Now, let’s create a python module named “run_job.py” that Jenkins will call to run a Databricks job and wait for its termination using polling.

Add the following line to the Jenkinsfile:

sh "python run_job.py --job_name ${BRANCH_NAME + '_' + 'init_test_job'}"

5.4 Deploy and run my_pipeline_job

Same as 5.2 and 5.3.

5.5 Deploy and run assert_test_job

Same as 5.2 and 5.3.

5.6 Clean everything

Now, let’s clean the jobs and data that have been generated for the test. What I recommend is to create a notebook and schedule it to run once a week (for instance).
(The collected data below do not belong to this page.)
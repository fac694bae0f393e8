//! Control session
//!
//! One per accepted control connection. The session registers with the
//! hub, writes the snapshot lines, then runs a reader and a writer side by
//! side until either fails, the peer hangs up, or its close token fires.
//! Everything the peer receives goes through the session's bounded queue,
//! so replies and broadcasts share one ordered stream.

use std::io;
use std::net::SocketAddr;
use std::sync::Arc;
use std::time::Duration;

use bytes::{Bytes, BytesMut};
use tokio::io::{AsyncRead, AsyncReadExt, AsyncWrite, AsyncWriteExt};
use tokio::sync::mpsc;
use tokio_util::sync::CancellationToken;

use super::config::ServerConfig;
use super::hub::{BroadcastHub, SessionHandle};
use crate::error::{Error, ProtocolError, Result};
use crate::protocol::envelope::{decode_request, encode_line, take_line};
use crate::protocol::message::ServerMessage;
use crate::session::SessionState;

/// Reply to a line that is not JSON
pub const INVALID_JSON: &str = "Invalid JSON format.";

/// A control connection bound to the hub
pub struct ControlSession<S> {
    stream: S,
    state: SessionState,
    hub: Arc<BroadcastHub>,
    config: ServerConfig,
    closer: CancellationToken,
}

impl<S> ControlSession<S>
where
    S: AsyncRead + AsyncWrite + Send,
{
    /// `shutdown` is the server-wide token; the session closes with it
    pub fn new(
        id: u64,
        stream: S,
        peer_addr: SocketAddr,
        config: ServerConfig,
        hub: Arc<BroadcastHub>,
        shutdown: &CancellationToken,
    ) -> Self {
        Self {
            stream,
            state: SessionState::new(id, peer_addr),
            hub,
            config,
            closer: shutdown.child_token(),
        }
    }

    /// Token that closes just this session
    pub fn closer(&self) -> CancellationToken {
        self.closer.clone()
    }

    /// Run the session to completion
    pub async fn run(self) -> Result<()> {
        let Self {
            stream,
            mut state,
            hub,
            config,
            closer,
        } = self;
        let id = state.id;
        let peer = state.peer_addr;

        let (tx, rx) = mpsc::channel(config.outbound_queue);
        let snapshot = hub
            .register(SessionHandle::new(id, peer, tx.clone(), closer.clone()))
            .await?;

        tracing::info!(session_id = id, peer = %peer, "Control session opened");

        let (mut reader, writer) = tokio::io::split(stream);

        let read = async {
            let result = read_loop(&mut reader, &mut state, &hub, tx, &closer, config.max_line_len).await;
            // Dropping the hub's sender lets the writer drain and finish
            hub.unregister(id).await;
            result
        };
        let write = async {
            let result = write_loop(writer, snapshot, rx, &closer, config.write_timeout).await;
            closer.cancel();
            result
        };

        let (read_result, write_result) = tokio::join!(read, write);
        closer.cancel();
        state.close();
        state.finish();

        tracing::info!(
            session_id = id,
            peer = %peer,
            lines = state.lines_received,
            rejected = state.requests_rejected,
            duration_ms = state.duration().as_millis() as u64,
            "Control session closed"
        );

        read_result.and(write_result)
    }
}

async fn read_loop<R>(
    reader: &mut R,
    state: &mut SessionState,
    hub: &BroadcastHub,
    outbound: mpsc::Sender<Bytes>,
    closer: &CancellationToken,
    max_line_len: usize,
) -> Result<()>
where
    R: AsyncRead + Unpin,
{
    let mut buf = BytesMut::with_capacity(4096);

    loop {
        let n = tokio::select! {
            _ = closer.cancelled() => return Ok(()),
            read = reader.read_buf(&mut buf) => read?,
        };

        if n == 0 {
            tracing::debug!(session_id = state.id, "Peer closed the connection");
            return Ok(());
        }
        state.add_bytes_received(n);

        loop {
            let line = match take_line(&mut buf, max_line_len) {
                Ok(Some(line)) => line,
                Ok(None) => break,
                Err(e) => {
                    tracing::warn!(session_id = state.id, error = %e, "Closing session");
                    queue(&outbound, &ServerMessage::server_error("Message too long."));
                    return Err(e.into());
                }
            };
            state.on_line();

            if let Some(reply) = dispatch(&line, &state.peer_addr, hub).await {
                state.on_rejected();
                if !queue(&outbound, &reply) {
                    tracing::warn!(session_id = state.id, "Outbound queue full, closing session");
                    return Ok(());
                }
            }
        }
    }
}

/// Decode and handle one line; returns the reply owed to the sender
async fn dispatch(line: &[u8], peer: &SocketAddr, hub: &BroadcastHub) -> Option<ServerMessage> {
    if line.trim_ascii().is_empty() {
        return None;
    }

    match decode_request(line) {
        Ok(request) => {
            tracing::debug!(peer = %peer, kind = request.kind(), "Request received");
            hub.handle_request(peer, request).await
        }
        Err(ProtocolError::UnknownMessageType(kind)) => {
            tracing::warn!(peer = %peer, kind = %kind, "Unknown message type");
            Some(ServerMessage::server_error(format!(
                "Unknown message type: {}.",
                kind
            )))
        }
        Err(ProtocolError::MissingType) => {
            Some(ServerMessage::server_error("Message type is missing."))
        }
        Err(ProtocolError::InvalidPayload(e)) => {
            tracing::warn!(peer = %peer, error = %e, "Malformed payload");
            Some(ServerMessage::server_error(format!("Server error: {}", e)))
        }
        Err(e) => {
            tracing::warn!(peer = %peer, error = %e, "Invalid JSON");
            Some(ServerMessage::server_error(INVALID_JSON))
        }
    }
}

fn queue(outbound: &mpsc::Sender<Bytes>, message: &ServerMessage) -> bool {
    match encode_line(message) {
        Ok(line) => outbound.try_send(line).is_ok(),
        Err(e) => {
            tracing::error!(error = %e, "Failed to encode reply");
            true
        }
    }
}

async fn write_loop<W>(
    mut writer: W,
    snapshot: Vec<Bytes>,
    mut outbound: mpsc::Receiver<Bytes>,
    closer: &CancellationToken,
    write_timeout: Duration,
) -> Result<()>
where
    W: AsyncWrite + Unpin,
{
    for line in snapshot {
        write_line(&mut writer, &line, write_timeout).await?;
    }

    loop {
        let line = tokio::select! {
            _ = closer.cancelled() => break,
            line = outbound.recv() => match line {
                Some(line) => line,
                None => break,
            },
        };
        write_line(&mut writer, &line, write_timeout).await?;
    }

    let _ = writer.shutdown().await;
    Ok(())
}

async fn write_line<W>(writer: &mut W, line: &[u8], write_timeout: Duration) -> Result<()>
where
    W: AsyncWrite + Unpin,
{
    let write = async {
        writer.write_all(line).await?;
        writer.flush().await
    };

    match tokio::time::timeout(write_timeout, write).await {
        Ok(result) => result.map_err(Error::from),
        Err(_) => Err(Error::Io(io::Error::new(
            io::ErrorKind::TimedOut,
            "control write timed out",
        ))),
    }
}

#[cfg(test)]
mod tests {
    use super::*;
    use crate::protocol::envelope::decode_server_message;
    use crate::server::auth::PrivilegedAddress;
    use crate::store::MemoryStore;
    use tokio::io::{AsyncBufReadExt, BufReader, DuplexStream, Lines, ReadHalf, WriteHalf};
    use tokio::task::JoinHandle;

    struct Peer {
        lines: Lines<BufReader<ReadHalf<DuplexStream>>>,
        writer: WriteHalf<DuplexStream>,
    }

    impl Peer {
        async fn next(&mut self) -> ServerMessage {
            let line = self.lines.next_line().await.unwrap().unwrap();
            decode_server_message(line.as_bytes()).unwrap()
        }

        async fn send(&mut self, line: &str) {
            self.writer.write_all(line.as_bytes()).await.unwrap();
            self.writer.write_all(b"\n").await.unwrap();
        }
    }

    fn hub() -> Arc<BroadcastHub> {
        Arc::new(BroadcastHub::new(
            Arc::new(MemoryStore::new()),
            Arc::new(PrivilegedAddress("127.0.0.1".parse().unwrap())),
        ))
    }

    fn open(
        id: u64,
        peer: &str,
        hub: &Arc<BroadcastHub>,
        shutdown: &CancellationToken,
        config: ServerConfig,
    ) -> (Peer, JoinHandle<Result<()>>) {
        let (client, server) = tokio::io::duplex(64 * 1024);
        let session = ControlSession::new(
            id,
            server,
            peer.parse().unwrap(),
            config,
            hub.clone(),
            shutdown,
        );
        let task = tokio::spawn(session.run());

        let (read, writer) = tokio::io::split(client);
        let peer = Peer {
            lines: BufReader::new(read).lines(),
            writer,
        };
        (peer, task)
    }

    #[tokio::test]
    async fn test_snapshots_sent_first() {
        let hub = hub();
        let shutdown = CancellationToken::new();
        let (mut peer, _task) = open(1, "10.0.0.9:4001", &hub, &shutdown, ServerConfig::default());

        assert_eq!(peer.next().await, ServerMessage::LoadOldAnnouncements(Vec::new()));
        assert_eq!(peer.next().await, ServerMessage::LoadOldChatMessages(Vec::new()));
    }

    #[tokio::test]
    async fn test_invalid_json_keeps_connection_open() {
        let hub = hub();
        let shutdown = CancellationToken::new();
        let (mut peer, _task) = open(1, "10.0.0.9:4001", &hub, &shutdown, ServerConfig::default());
        peer.next().await;
        peer.next().await;

        peer.send("{not json").await;
        assert_eq!(peer.next().await, ServerMessage::server_error(INVALID_JSON));

        peer.send(r#"{"type":"chatMessage","payload":{"sender_id":"ann","message":"still here"}}"#)
            .await;
        match peer.next().await {
            ServerMessage::ChatMessage(chat) => {
                assert_eq!(chat.sender, "ann");
                assert_eq!(chat.message, "still here");
            }
            other => panic!("unexpected {:?}", other),
        }
    }

    #[tokio::test]
    async fn test_unknown_type_reply() {
        let hub = hub();
        let shutdown = CancellationToken::new();
        let (mut peer, _task) = open(1, "10.0.0.9:4001", &hub, &shutdown, ServerConfig::default());
        peer.next().await;
        peer.next().await;

        peer.send(r#"{"type":"deleteEverything","payload":{}}"#).await;
        assert_eq!(
            peer.next().await,
            ServerMessage::server_error("Unknown message type: deleteEverything.")
        );
    }

    #[tokio::test]
    async fn test_host_announcement_broadcast_to_all() {
        let hub = hub();
        let shutdown = CancellationToken::new();
        let (mut host, _host_task) =
            open(1, "127.0.0.1:4001", &hub, &shutdown, ServerConfig::default());
        let (mut guest, _guest_task) =
            open(2, "10.0.0.9:4002", &hub, &shutdown, ServerConfig::default());
        for _ in 0..2 {
            host.next().await;
            guest.next().await;
        }

        guest
            .send(r#"{"type":"createAnnouncement","payload":{"message":"hi"}}"#)
            .await;
        assert_eq!(
            guest.next().await,
            ServerMessage::announcement_error(crate::server::hub::ONLY_HOST)
        );

        host.send(r#"{"type":"createAnnouncement","payload":{"message":" Stream starts at 9 "}}"#)
            .await;
        for peer in [&mut host, &mut guest] {
            match peer.next().await {
                ServerMessage::NewAnnouncement(a) => assert_eq!(a.message, "Stream starts at 9"),
                other => panic!("unexpected {:?}", other),
            }
        }
        assert_eq!(hub.announcements().await.len(), 1);
    }

    #[tokio::test]
    async fn test_shutdown_closes_session() {
        let hub = hub();
        let shutdown = CancellationToken::new();
        let (mut peer, task) = open(1, "10.0.0.9:4001", &hub, &shutdown, ServerConfig::default());
        peer.next().await;
        peer.next().await;

        shutdown.cancel();
        task.await.unwrap().unwrap();
        assert_eq!(hub.session_count().await, 0);
        assert!(peer.lines.next_line().await.unwrap().is_none());
    }

    #[tokio::test]
    async fn test_peer_eof_unregisters() {
        let hub = hub();
        let shutdown = CancellationToken::new();
        let (mut peer, task) = open(1, "10.0.0.9:4001", &hub, &shutdown, ServerConfig::default());
        peer.next().await;
        peer.next().await;

        peer.writer.shutdown().await.unwrap();
        task.await.unwrap().unwrap();
        assert_eq!(hub.session_count().await, 0);
    }

    #[tokio::test]
    async fn test_overlong_line_closes_session() {
        let hub = hub();
        let shutdown = CancellationToken::new();
        let config = ServerConfig::default().max_line_len(16);
        let (mut peer, task) = open(1, "10.0.0.9:4001", &hub, &shutdown, config);
        peer.next().await;
        peer.next().await;

        peer.send(&"x".repeat(64)).await;
        assert!(matches!(
            task.await.unwrap(),
            Err(Error::Protocol(ProtocolError::LineTooLong(_)))
        ));
        assert_eq!(hub.session_count().await, 0);
    }
}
We do not want to run it at the end of each Jenkins pipeline run because the data can be useful to debug tests that fail.
This notebook should do the following:

  • Delete jobs thanks to the Databricks Jobs API
  • Delete Databricks databases with the following command: spark.sql(”DROP DATABASE <pr_id> CASCADE”)
  • Deleted Mongo databases using the PyMongo library

Impact of tests on the project

Advantages

In this project, the complexity of the data pipeline had grown a lot. Any modification of the data pipeline created a new bug. End-to-end tests allowed us to catch many bugs before they reached production.
In addition, writing tests forced developers to improve their understanding of the data and business rules. This help to ameliorate the communication between the developers and the product owner.

Challenges

Since we started writing tests only when the data pipeline had become very complex, we had a lot of “clean” tables to test. We addressed this problem by prioritizing the “clean” tables.
Another disadvantage is that the end-to-end tests slowed done the CI/CD pipeline. We had to wait for around 20 minutes before merging any pull request. We could have improved our way of managing clusters and jobs in order to shorten this time (but we did not have time to implement it).

Conclusion

There is no reason why data pipelines should not follow software engineering best practices. Every data pipeline should be tested and not only with Data Quality tests! End-to-end tests are also very important because they drastically reduce the risk to create new bugs in production when modifying the codebase. We have seen that implementing end-to-end tests on Databricks is fairly easy so let’s do it on your project!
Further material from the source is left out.